Alison Kock of the Shark Spotters and Save our Seas Foundation Shark Centre in Kalk Bay said it was more than likely to be a whale shark from the blunt, rounded nose.
However, surfers enjoying a perfect Sunday - sunny and calm with a 2-3' groundswell buffed by light SE offshores - got the fright of their lives when a large dorsal fin appeared moving towards them.

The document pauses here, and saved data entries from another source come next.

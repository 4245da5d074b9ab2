//! Vigil Eval
//!
//! Evaluate compiled constraint expressions against a value tree.
//!
//! Responsibilities:
//! - Resolve `this`, `block` and `root` paths from an explicit context
//! - Short-circuit boolean connectives and chained comparisons
//! - Propagate null through ordering comparisons and arithmetic
//! - Run the closed intrinsic function library
//! - Report unevaluable expressions as errors, never as `false`

mod context;
mod error;
mod eval;
mod intrinsics;

pub use context::EvalContext;
pub use error::{EvalError, EvalResult};
pub use eval::Evaluator;
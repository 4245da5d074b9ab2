//! Schema construction errors.

use thiserror::Error;
use vigil_core::TypeTag;
use vigil_parser::ParseError;

/// Errors raised while building a schema. Never raised during validation.
#[derive(Debug, Clone, Error)]
pub enum SchemaError {
    /// A constraint expression failed to compile.
    #[error("invalid constraint expression on {owner}: {source}")]
    Expression {
        /// `Class.field` or `Class` for block-level constraints.
        owner: String,
        expression: String,
        #[source]
        source: ParseError,
    },

    #[error("Duplicate class name: {0}")]
    DuplicateClass(String),

    #[error("Duplicate enum name: {0}")]
    DuplicateEnum(String),

    #[error("Duplicate field '{field}' in class {class}")]
    DuplicateField { class: String, field: String },

    /// Two checks on one field or class would share a key in the checks map.
    #[error("Duplicate check '{message}' on {owner}")]
    DuplicateCheck { owner: String, message: String },

    #[error("Duplicate variant '{variant}' in enum {name}")]
    DuplicateVariant { name: String, variant: String },

    #[error("Unknown type '{name}' referenced by {class}.{field}")]
    UnknownType {
        class: String,
        field: String,
        name: String,
    },

    /// A constraint on a field with several alternatives must name the one it applies to.
    #[error("constraint '{message}' on union field {class}.{field} needs a variant binding")]
    UnboundUnionConstraint {
        class: String,
        field: String,
        message: String,
    },

    #[error("constraint '{message}' on {class}.{field} is bound to {variant}, which is not a variant of {field_type}")]
    InvalidVariantBinding {
        class: String,
        field: String,
        message: String,
        variant: TypeTag,
        field_type: String,
    },

    #[error("constraint '{message}' on {owner} references unknown field block.{reference}")]
    UnknownFieldReference {
        owner: String,
        message: String,
        reference: String,
    },

    #[error("dependency cycle in {class}: {}", .cycle.join(" -> "))]
    DependencyCycle { class: String, cycle: Vec<String> },
}

impl SchemaError {
    pub fn expression(
        owner: impl Into<String>,
        expression: impl Into<String>,
        source: ParseError,
    ) -> Self {
        Self::Expression {
            owner: owner.into(),
            expression: expression.into(),
            source,
        }
    }

    pub fn unknown_type(
        class: impl Into<String>,
        field: impl Into<String>,
        name: impl Into<String>,
    ) -> Self {
        Self::UnknownType {
            class: class.into(),
            field: field.into(),
            name: name.into(),
        }
    }

    pub fn dependency_cycle(class: impl Into<String>, cycle: Vec<String>) -> Self {
        Self::DependencyCycle {
            class: class.into(),
            cycle,
        }
    }
}

/// Result type for schema construction.
pub type SchemaResult<T> = Result<T, SchemaError>;
//! Evaluation error types.

use thiserror::Error;

/// Errors that make an expression unevaluable.
///
/// These are distinct from an expression evaluating to `false`.
#[derive(Debug, Clone, PartialEq, Error)]
pub enum EvalError {
    /// Field access on an object that does not declare the field.
    #[error("unknown field '{field}' on {type_name}")]
    UnknownField { field: String, type_name: String },

    /// Map lookup of an absent key.
    #[error("missing key '{key}'")]
    MissingKey { key: String },

    /// List or string index past either end.
    #[error("index {index} out of range for length {len}")]
    IndexOutOfRange { index: i64, len: usize },

    /// Operand of the wrong type.
    #[error("type error: {message}")]
    TypeError { message: String },

    /// Call to a function outside the intrinsic library.
    #[error("unknown function '{name}'")]
    UnknownFunction { name: String },

    /// Wrong number of arguments to an intrinsic.
    #[error("{name} expects {expected} argument(s), got {found}")]
    Arity {
        name: String,
        expected: String,
        found: usize,
    },

    /// Regular expression built at evaluation time failed to compile.
    #[error("invalid regular expression '{pattern}': {reason}")]
    InvalidRegex { pattern: String, reason: String },

    /// Division or remainder by zero.
    #[error("division by zero")]
    DivisionByZero,

    /// The whole expression did not produce a boolean.
    #[error("constraint must evaluate to a boolean, got {found}")]
    NotBoolean { found: String },
}

impl EvalError {
    pub fn unknown_field(field: impl Into<String>, type_name: impl Into<String>) -> Self {
        Self::UnknownField {
            field: field.into(),
            type_name: type_name.into(),
        }
    }

    pub fn missing_key(key: impl Into<String>) -> Self {
        Self::MissingKey { key: key.into() }
    }

    pub fn index_out_of_range(index: i64, len: usize) -> Self {
        Self::IndexOutOfRange { index, len }
    }

    pub fn type_error(message: impl Into<String>) -> Self {
        Self::TypeError {
            message: message.into(),
        }
    }

    pub fn unknown_function(name: impl Into<String>) -> Self {
        Self::UnknownFunction { name: name.into() }
    }

    pub fn arity(name: impl Into<String>, expected: impl Into<String>, found: usize) -> Self {
        Self::Arity {
            name: name.into(),
            expected: expected.into(),
            found,
        }
    }

    pub fn invalid_regex(pattern: impl Into<String>, reason: impl std::fmt::Display) -> Self {
        Self::InvalidRegex {
            pattern: pattern.into(),
            reason: reason.to_string(),
        }
    }

    pub fn not_boolean(found: impl Into<String>) -> Self {
        Self::NotBoolean {
            found: found.into(),
        }
    }
}

/// Result type for evaluation.
pub type EvalResult<T> = Result<T, EvalError>;
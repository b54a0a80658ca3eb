//! Query engine bound to one loaded dataset.

use std::collections::BTreeMap;
use std::sync::Arc;

use hw_model::Dataset;

use crate::dimension::{DefaultSelection, Dimension, dimensions, initial_filter_spec};
use crate::error::Result;
use crate::filter::{FilterPolicy, FilterSpec, filter_with};
use crate::summary::DashboardSummary;

/// Holds a shared, immutable dataset and the filter policy applied to it.
///
/// Cloning is cheap; sessions can each hold their own engine over one
/// `Arc<Dataset>`.
#[derive(Debug, Clone)]
pub struct QueryEngine {
    dataset: Arc<Dataset>,
    policy: FilterPolicy,
}

impl QueryEngine {
    pub fn new(dataset: Arc<Dataset>) -> Self {
        Self {
            dataset,
            policy: FilterPolicy::default(),
        }
    }

    #[must_use]
    pub fn with_policy(mut self, policy: FilterPolicy) -> Self {
        self.policy = policy;
        self
    }

    pub fn dataset(&self) -> &Dataset {
        &self.dataset
    }

    /// Rows of the dataset selected by `spec`.
    pub fn filter(&self, spec: &FilterSpec) -> Result<Dataset> {
        filter_with(&self.dataset, spec, self.policy)
    }

    /// Filter dimensions and their value domains.
    pub fn dimensions(&self) -> Vec<Dimension> {
        dimensions(&self.dataset)
    }

    /// The filter spec the dashboard opens with.
    pub fn initial_spec(&self, defaults: &BTreeMap<String, DefaultSelection>) -> Result<FilterSpec> {
        initial_filter_spec(&self.dataset, defaults)
    }

    /// Summary cards for the rows selected by `spec`.
    pub fn summary(&self, spec: &FilterSpec) -> Result<Option<DashboardSummary>> {
        DashboardSummary::compute(&self.filter(spec)?)
    }
}
//! Error types for the table model.

use thiserror::Error;

use crate::value::ValueKind;

/// Errors raised while building or querying a [`crate::Dataset`].
#[derive(Debug, Clone, PartialEq, Error)]
pub enum ModelError {
    /// Two columns in one schema share a name.
    #[error("duplicate column '{column}' in schema")]
    DuplicateColumn { column: String },

    /// A column name that the schema does not declare.
    #[error("column '{column}' not found in schema")]
    UnknownColumn { column: String },

    /// A record carries the wrong number of values.
    #[error("record has {found} values, schema declares {expected} columns")]
    ArityMismatch { expected: usize, found: usize },

    /// A value does not match the kind declared for its column.
    #[error("column '{column}' expects {expected} values, found {found}")]
    KindMismatch {
        column: String,
        expected: ValueKind,
        found: ValueKind,
    },

    /// Raw text could not be parsed into the column's kind.
    #[error("invalid {expected} value '{value}' in column '{column}'")]
    InvalidValue {
        column: String,
        value: String,
        expected: ValueKind,
    },

    /// A required column has no value.
    #[error("missing value in required column '{column}'")]
    MissingValue { column: String },
}

/// Result type for model operations.
pub type Result<T> = std::result::Result<T, ModelError>;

Meanwhile above them, two hang gliders were cruising along. Ross Hofmeyr, who took the pics, wrote this on his blog:
"I was joined this morning by a fellow powered hang-glider pilot for a sortie from Hout Bay. Due to my current lack of a PHG, I was flying my PPG (powered paraglider) while he took to the sky in a Zee PHG trike of South African construction. We flew high most of the time to avoid some turbulence from the low-level south-easter, but not too high to notice this in the water near some surfers and kayakers off Long Beach, Noordhoek. Closer inspection reveals it to be a small (large = 12m!) Whale Shark – a very rare find in the cold Atlantic.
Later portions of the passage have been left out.